[Stored data]
^^^^^^^^^^^^^^^^
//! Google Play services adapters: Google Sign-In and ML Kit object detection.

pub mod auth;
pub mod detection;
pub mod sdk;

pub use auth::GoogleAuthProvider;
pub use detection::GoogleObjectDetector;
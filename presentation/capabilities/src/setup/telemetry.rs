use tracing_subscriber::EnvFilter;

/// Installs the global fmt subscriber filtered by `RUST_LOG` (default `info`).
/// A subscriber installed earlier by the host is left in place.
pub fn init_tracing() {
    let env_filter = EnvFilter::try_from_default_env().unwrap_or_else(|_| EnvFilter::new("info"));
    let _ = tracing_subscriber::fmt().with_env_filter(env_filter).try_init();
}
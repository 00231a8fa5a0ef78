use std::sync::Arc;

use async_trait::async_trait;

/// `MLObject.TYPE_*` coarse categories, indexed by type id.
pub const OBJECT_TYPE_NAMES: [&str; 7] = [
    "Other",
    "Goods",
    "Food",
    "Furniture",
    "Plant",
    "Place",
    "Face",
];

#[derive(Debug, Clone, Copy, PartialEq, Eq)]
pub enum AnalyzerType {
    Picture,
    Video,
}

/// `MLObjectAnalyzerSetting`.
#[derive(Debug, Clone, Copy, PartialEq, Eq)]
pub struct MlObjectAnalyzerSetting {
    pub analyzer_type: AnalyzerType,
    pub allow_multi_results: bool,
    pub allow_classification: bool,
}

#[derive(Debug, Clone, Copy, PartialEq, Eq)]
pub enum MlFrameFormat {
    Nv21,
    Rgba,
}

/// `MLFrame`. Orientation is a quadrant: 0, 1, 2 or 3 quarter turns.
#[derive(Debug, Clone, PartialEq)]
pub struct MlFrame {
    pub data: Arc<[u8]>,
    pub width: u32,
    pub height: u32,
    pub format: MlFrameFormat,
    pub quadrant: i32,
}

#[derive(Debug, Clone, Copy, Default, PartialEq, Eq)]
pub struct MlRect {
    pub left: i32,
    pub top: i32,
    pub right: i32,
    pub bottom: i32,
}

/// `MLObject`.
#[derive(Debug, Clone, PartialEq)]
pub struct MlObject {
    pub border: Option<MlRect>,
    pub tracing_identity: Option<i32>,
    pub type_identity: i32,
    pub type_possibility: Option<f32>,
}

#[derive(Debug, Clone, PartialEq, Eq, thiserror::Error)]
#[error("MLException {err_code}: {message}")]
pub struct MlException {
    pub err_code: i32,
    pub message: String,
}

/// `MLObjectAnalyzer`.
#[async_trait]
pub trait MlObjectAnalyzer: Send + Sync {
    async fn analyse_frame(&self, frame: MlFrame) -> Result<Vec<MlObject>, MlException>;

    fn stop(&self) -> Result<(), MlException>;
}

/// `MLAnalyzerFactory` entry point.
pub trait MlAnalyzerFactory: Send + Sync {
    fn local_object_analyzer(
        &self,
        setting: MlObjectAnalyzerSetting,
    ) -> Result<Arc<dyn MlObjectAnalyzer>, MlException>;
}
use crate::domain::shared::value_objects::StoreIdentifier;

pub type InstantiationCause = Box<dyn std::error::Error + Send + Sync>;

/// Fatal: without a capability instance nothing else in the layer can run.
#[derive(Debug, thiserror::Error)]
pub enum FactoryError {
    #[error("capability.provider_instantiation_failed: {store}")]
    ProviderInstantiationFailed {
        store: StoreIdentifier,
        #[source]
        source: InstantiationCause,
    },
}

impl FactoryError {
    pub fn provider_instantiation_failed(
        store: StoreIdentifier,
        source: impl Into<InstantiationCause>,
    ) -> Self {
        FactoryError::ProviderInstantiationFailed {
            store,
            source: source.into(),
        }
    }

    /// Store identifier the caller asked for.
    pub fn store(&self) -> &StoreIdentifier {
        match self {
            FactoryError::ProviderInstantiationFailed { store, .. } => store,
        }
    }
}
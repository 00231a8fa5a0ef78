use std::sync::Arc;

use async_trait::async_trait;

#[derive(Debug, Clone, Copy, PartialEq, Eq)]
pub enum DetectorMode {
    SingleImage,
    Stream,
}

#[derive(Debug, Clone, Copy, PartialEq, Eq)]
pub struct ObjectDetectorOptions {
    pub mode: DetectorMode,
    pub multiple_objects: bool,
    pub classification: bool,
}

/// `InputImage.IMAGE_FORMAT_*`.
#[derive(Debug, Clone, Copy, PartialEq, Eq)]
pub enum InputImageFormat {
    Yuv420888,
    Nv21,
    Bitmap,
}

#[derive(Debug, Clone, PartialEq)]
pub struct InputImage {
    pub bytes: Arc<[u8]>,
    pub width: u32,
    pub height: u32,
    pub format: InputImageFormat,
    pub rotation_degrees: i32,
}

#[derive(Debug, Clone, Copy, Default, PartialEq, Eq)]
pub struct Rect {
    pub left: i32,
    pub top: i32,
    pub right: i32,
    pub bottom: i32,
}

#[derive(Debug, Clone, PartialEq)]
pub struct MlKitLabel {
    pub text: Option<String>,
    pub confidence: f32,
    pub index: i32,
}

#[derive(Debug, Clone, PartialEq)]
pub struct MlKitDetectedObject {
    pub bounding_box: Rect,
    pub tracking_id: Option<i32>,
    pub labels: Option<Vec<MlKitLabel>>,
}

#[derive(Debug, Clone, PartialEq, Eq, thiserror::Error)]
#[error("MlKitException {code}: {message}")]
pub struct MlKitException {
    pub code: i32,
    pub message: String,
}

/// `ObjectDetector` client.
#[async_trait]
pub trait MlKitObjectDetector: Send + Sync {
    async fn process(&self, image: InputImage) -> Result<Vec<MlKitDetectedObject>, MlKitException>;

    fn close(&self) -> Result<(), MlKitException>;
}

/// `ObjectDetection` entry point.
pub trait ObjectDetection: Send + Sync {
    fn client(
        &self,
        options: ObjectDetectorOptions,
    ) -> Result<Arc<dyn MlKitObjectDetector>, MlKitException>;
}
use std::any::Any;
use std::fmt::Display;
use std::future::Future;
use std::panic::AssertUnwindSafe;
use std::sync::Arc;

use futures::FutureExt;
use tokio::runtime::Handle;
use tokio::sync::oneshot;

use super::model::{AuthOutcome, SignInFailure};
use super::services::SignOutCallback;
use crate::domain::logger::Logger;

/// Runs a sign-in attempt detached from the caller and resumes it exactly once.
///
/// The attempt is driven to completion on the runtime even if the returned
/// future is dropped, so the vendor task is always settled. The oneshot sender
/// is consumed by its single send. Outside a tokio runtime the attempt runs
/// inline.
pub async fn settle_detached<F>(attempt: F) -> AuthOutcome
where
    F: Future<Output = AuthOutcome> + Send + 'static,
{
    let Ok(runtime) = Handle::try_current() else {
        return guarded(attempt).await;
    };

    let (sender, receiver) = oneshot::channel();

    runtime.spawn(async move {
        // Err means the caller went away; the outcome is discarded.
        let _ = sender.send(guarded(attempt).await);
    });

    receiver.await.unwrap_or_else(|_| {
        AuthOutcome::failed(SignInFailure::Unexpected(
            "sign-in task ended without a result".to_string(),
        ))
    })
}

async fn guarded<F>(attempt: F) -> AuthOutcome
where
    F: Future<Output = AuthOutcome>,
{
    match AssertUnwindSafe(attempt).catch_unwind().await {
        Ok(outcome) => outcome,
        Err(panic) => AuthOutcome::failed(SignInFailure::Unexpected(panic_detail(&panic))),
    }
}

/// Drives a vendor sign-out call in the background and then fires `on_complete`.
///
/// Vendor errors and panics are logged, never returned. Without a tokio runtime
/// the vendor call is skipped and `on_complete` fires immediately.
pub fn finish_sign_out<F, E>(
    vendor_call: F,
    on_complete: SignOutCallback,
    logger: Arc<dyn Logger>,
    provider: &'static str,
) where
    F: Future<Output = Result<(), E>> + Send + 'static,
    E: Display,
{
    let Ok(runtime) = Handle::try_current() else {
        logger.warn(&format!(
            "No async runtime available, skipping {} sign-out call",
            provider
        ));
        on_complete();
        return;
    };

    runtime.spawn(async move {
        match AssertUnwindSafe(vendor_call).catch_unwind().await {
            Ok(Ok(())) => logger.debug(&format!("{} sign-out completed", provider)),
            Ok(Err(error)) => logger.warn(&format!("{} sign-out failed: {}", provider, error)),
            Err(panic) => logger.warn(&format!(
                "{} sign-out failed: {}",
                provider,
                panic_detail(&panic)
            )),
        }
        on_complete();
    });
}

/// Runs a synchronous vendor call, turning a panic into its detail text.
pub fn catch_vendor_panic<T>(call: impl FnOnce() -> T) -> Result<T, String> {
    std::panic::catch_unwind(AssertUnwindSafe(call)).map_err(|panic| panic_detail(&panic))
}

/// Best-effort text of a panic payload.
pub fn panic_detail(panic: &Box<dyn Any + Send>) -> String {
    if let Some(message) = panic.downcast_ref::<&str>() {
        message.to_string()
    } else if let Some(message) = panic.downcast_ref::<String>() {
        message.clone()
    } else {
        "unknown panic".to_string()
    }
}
^^^^^^^^^^^^^^^^
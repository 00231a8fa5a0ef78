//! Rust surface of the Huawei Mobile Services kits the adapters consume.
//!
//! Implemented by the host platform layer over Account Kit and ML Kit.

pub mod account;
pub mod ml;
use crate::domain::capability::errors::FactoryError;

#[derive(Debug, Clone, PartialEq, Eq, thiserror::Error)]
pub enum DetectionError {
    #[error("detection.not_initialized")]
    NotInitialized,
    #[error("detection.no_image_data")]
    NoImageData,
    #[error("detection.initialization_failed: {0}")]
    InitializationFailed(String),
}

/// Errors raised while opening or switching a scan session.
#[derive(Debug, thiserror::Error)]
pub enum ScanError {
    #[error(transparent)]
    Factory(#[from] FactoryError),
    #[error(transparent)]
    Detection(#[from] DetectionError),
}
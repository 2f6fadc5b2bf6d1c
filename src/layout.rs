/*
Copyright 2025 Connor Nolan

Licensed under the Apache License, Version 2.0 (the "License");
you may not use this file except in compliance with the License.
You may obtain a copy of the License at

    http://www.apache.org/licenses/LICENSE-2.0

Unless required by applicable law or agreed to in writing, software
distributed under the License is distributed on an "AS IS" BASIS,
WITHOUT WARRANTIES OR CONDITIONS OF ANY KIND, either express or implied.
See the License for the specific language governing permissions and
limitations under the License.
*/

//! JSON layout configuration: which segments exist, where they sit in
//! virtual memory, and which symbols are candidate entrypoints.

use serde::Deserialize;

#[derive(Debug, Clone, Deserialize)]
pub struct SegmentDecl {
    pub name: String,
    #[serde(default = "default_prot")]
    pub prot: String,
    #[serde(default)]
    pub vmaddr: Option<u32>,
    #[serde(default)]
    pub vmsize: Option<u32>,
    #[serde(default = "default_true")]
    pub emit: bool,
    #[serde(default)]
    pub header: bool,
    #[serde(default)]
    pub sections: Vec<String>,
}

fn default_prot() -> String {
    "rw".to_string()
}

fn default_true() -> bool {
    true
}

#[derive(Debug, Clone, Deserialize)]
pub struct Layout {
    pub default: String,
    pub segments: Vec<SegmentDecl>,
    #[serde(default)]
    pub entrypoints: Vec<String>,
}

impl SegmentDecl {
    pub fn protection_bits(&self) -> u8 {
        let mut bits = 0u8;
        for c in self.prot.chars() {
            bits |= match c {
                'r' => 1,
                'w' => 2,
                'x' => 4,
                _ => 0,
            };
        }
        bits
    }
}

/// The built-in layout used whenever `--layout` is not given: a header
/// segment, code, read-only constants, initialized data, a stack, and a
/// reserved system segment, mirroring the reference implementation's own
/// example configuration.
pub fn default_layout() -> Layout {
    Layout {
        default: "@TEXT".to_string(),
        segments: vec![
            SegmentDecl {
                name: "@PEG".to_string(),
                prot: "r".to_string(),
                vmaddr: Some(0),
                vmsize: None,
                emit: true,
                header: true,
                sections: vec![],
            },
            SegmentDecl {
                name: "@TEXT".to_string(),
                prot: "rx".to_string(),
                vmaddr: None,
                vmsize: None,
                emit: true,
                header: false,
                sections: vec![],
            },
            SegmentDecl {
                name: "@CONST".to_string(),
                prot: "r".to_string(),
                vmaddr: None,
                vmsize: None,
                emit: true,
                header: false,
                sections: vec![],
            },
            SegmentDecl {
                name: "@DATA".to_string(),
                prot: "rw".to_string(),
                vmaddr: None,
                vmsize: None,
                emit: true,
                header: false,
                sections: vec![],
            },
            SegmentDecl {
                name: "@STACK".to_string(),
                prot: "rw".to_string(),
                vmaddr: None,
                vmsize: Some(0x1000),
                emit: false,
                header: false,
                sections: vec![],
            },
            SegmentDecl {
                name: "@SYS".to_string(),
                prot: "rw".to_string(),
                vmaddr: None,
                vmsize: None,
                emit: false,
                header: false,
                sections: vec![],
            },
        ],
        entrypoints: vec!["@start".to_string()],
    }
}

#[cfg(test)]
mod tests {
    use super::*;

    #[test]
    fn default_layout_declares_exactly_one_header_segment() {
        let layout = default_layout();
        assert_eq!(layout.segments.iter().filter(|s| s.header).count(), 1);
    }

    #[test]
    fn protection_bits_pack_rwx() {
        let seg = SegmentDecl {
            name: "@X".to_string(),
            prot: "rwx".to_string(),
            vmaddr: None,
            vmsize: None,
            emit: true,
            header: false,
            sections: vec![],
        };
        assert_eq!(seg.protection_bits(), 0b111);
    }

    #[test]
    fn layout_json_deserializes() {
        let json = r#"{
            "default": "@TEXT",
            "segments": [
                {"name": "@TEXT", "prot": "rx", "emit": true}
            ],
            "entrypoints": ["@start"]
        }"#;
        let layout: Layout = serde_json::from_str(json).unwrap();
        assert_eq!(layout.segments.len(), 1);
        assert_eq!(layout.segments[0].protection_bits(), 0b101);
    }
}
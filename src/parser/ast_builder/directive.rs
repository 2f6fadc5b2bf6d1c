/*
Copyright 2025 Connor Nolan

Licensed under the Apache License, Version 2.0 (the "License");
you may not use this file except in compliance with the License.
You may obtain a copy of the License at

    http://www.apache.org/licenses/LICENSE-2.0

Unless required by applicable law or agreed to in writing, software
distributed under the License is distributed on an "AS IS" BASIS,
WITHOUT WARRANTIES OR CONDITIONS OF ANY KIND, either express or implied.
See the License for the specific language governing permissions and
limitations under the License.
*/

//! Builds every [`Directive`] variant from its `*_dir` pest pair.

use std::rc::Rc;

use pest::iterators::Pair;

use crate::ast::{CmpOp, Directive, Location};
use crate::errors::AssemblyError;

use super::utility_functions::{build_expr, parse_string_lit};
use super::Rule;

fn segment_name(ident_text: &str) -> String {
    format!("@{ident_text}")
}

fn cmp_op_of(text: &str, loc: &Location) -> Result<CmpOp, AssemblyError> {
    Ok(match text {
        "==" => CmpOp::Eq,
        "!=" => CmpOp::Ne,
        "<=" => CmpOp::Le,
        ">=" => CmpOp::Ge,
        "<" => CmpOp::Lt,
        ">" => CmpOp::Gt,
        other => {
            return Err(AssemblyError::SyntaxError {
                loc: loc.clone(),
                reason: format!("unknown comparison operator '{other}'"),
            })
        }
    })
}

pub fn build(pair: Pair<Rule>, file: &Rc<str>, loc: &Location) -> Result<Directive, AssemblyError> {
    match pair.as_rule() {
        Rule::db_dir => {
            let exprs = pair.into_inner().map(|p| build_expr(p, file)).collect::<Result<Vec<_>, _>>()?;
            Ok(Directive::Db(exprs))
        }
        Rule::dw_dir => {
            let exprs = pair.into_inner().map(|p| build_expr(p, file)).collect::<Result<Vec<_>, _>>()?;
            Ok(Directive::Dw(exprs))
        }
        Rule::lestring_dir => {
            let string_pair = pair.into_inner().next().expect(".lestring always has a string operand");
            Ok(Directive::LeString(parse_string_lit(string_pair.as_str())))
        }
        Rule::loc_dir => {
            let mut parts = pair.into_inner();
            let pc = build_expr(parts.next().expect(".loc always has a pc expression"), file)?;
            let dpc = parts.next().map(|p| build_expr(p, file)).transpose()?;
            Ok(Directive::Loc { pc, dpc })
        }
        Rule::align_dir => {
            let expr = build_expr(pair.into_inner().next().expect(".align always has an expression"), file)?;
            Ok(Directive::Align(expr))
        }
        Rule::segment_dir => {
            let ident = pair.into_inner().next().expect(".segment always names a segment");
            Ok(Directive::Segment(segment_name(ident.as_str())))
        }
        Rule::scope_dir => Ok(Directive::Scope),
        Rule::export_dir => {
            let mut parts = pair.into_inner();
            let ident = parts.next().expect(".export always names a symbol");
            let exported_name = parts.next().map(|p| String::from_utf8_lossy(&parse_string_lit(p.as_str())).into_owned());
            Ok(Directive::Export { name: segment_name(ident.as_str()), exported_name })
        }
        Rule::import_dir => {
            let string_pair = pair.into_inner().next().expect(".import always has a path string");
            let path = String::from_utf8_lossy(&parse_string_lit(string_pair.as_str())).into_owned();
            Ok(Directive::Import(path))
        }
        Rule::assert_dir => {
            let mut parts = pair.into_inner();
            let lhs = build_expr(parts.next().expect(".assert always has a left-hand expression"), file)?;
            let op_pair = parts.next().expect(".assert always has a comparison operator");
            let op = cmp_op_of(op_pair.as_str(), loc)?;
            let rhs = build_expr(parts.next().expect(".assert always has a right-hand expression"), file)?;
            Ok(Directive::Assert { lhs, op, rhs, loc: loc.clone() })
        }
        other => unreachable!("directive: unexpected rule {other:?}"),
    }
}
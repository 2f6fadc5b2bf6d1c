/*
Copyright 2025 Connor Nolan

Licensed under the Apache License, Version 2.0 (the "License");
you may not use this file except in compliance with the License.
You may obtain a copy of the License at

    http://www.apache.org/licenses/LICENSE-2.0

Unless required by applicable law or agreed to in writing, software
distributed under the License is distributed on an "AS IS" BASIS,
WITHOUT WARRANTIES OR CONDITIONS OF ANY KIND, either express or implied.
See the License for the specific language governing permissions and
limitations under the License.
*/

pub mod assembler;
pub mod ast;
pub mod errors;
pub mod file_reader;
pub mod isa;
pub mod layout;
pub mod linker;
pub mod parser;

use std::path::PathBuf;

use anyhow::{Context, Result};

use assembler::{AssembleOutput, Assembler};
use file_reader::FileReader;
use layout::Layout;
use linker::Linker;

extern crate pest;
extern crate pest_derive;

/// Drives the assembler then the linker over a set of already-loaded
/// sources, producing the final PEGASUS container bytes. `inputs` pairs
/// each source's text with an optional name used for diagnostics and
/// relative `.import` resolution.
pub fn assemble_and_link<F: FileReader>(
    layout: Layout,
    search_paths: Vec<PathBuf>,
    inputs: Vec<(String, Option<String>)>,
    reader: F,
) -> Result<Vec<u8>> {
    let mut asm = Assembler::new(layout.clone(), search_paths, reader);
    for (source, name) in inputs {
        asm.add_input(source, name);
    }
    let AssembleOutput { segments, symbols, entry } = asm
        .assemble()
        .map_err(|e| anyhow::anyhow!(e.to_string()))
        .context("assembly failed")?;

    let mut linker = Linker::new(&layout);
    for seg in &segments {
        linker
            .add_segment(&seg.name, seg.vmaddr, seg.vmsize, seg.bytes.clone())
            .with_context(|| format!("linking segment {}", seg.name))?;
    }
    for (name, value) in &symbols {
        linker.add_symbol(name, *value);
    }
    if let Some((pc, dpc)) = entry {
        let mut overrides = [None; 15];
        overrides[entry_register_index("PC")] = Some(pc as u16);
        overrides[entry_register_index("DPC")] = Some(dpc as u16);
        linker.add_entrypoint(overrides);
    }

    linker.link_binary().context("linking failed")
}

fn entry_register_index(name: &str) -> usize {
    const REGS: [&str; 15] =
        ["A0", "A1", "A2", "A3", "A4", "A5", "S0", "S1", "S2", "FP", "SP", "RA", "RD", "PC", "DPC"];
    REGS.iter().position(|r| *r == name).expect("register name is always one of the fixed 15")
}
^^^^^^^^^^^^^^^^
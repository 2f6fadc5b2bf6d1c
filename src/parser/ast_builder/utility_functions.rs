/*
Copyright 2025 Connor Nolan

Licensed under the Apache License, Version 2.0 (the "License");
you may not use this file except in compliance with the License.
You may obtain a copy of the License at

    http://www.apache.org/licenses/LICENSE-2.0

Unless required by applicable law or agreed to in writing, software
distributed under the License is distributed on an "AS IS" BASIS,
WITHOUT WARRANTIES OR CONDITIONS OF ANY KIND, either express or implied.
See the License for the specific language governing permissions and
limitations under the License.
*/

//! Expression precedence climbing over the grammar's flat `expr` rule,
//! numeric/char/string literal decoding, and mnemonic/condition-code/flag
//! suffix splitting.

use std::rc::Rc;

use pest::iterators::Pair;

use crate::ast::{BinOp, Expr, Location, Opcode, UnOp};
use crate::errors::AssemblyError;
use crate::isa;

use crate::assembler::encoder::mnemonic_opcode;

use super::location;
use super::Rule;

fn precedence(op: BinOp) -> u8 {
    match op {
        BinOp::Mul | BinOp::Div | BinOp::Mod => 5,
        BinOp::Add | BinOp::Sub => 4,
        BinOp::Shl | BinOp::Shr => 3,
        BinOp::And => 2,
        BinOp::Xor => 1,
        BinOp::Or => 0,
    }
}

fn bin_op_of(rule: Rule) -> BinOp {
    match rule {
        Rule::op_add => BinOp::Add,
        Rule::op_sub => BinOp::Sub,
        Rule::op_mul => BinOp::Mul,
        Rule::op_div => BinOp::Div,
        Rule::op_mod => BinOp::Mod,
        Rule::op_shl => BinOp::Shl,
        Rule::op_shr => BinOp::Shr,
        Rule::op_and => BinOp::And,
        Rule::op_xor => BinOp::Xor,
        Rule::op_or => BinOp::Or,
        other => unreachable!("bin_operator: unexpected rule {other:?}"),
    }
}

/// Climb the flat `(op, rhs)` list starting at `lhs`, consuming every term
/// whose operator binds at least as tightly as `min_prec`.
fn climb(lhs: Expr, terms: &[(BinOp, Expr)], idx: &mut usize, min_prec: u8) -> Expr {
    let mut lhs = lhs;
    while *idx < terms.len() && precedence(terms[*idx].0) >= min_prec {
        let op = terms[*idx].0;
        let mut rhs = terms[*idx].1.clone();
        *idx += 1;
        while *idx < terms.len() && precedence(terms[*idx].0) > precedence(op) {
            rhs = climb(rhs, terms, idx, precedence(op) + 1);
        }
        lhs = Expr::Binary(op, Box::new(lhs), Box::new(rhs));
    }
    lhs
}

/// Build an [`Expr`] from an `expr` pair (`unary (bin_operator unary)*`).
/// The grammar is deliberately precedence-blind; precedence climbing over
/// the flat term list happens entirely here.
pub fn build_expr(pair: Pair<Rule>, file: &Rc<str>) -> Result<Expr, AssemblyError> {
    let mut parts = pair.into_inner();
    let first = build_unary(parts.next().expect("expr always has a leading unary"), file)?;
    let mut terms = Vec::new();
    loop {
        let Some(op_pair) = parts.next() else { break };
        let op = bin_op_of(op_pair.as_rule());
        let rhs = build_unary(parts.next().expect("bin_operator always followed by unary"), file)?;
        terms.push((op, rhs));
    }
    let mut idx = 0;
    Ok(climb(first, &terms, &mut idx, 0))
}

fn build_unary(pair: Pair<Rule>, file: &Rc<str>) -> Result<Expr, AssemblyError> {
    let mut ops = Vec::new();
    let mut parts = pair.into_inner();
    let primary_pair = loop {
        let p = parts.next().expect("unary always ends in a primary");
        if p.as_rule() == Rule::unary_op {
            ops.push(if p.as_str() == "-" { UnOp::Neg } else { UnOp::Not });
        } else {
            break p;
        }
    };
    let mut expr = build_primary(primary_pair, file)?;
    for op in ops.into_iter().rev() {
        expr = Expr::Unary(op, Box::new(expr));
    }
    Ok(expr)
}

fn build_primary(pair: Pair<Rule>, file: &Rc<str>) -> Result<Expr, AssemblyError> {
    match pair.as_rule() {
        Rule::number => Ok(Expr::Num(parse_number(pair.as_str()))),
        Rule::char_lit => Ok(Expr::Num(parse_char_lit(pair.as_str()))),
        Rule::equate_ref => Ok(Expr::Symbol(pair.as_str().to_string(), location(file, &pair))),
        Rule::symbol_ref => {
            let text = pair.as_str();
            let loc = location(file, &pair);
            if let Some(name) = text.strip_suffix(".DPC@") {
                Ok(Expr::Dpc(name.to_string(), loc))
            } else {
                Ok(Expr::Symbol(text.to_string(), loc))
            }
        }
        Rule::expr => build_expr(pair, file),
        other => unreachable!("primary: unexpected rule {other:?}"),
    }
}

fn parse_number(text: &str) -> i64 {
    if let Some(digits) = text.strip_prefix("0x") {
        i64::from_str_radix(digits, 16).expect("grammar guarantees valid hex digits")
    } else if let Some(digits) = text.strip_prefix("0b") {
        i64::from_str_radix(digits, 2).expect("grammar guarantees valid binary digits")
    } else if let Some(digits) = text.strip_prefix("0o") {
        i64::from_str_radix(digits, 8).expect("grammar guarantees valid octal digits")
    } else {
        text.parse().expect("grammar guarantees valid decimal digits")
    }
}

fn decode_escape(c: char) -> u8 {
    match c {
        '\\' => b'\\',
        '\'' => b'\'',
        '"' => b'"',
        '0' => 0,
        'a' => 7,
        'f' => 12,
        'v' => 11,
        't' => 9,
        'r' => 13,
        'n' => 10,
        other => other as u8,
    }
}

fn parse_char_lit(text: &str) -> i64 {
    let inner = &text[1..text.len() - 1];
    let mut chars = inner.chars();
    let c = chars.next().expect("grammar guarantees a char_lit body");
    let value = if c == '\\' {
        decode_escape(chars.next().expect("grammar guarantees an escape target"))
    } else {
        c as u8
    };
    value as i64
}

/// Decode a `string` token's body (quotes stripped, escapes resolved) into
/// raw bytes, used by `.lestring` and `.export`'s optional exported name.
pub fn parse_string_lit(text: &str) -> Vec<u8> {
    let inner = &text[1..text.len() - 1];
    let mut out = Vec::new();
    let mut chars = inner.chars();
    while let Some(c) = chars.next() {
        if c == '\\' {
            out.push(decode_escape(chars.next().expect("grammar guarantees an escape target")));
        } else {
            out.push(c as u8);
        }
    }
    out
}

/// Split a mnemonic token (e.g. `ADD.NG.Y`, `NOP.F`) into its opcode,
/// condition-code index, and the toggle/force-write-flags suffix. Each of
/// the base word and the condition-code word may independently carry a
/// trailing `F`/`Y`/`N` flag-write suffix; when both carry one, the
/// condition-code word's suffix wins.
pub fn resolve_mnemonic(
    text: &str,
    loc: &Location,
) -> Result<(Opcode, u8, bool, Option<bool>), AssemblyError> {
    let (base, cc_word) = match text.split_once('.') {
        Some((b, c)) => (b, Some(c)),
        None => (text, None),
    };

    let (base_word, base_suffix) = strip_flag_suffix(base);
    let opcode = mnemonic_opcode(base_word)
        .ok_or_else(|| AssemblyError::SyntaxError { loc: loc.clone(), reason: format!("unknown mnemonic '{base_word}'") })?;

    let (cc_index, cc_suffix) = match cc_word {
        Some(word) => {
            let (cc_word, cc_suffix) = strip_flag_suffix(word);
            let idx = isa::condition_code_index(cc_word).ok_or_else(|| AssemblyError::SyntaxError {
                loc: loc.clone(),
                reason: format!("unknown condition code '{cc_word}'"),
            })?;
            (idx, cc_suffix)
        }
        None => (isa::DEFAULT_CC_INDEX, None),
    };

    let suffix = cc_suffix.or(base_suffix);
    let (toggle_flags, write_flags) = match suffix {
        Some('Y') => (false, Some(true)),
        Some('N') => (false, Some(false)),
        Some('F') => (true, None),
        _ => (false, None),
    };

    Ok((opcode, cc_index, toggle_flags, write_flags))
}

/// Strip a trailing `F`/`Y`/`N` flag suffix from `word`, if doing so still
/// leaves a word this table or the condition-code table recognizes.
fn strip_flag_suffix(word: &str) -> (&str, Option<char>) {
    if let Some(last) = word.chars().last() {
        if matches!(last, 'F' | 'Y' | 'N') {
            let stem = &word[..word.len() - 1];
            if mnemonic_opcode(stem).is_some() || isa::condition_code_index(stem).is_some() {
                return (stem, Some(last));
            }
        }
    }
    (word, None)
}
^^^^^^^^^^^^^^^^
What you are asked to do:
Your answer should be the lines of the records that include the word "digits".

Written reply:
    if let Some(digits) = text.strip_prefix("0x") {
        i64::from_str_radix(digits, 16).expect("grammar guarantees valid hex digits")
    } else if let Some(digits) = text.strip_prefix("0b") {
        i64::from_str_radix(digits, 2).expect("grammar guarantees valid binary digits")
    } else if let Some(digits) = text.strip_prefix("0o") {
        i64::from_str_radix(digits, 8).expect("grammar guarantees valid octal digits")
        text.parse().expect("grammar guarantees valid decimal digits")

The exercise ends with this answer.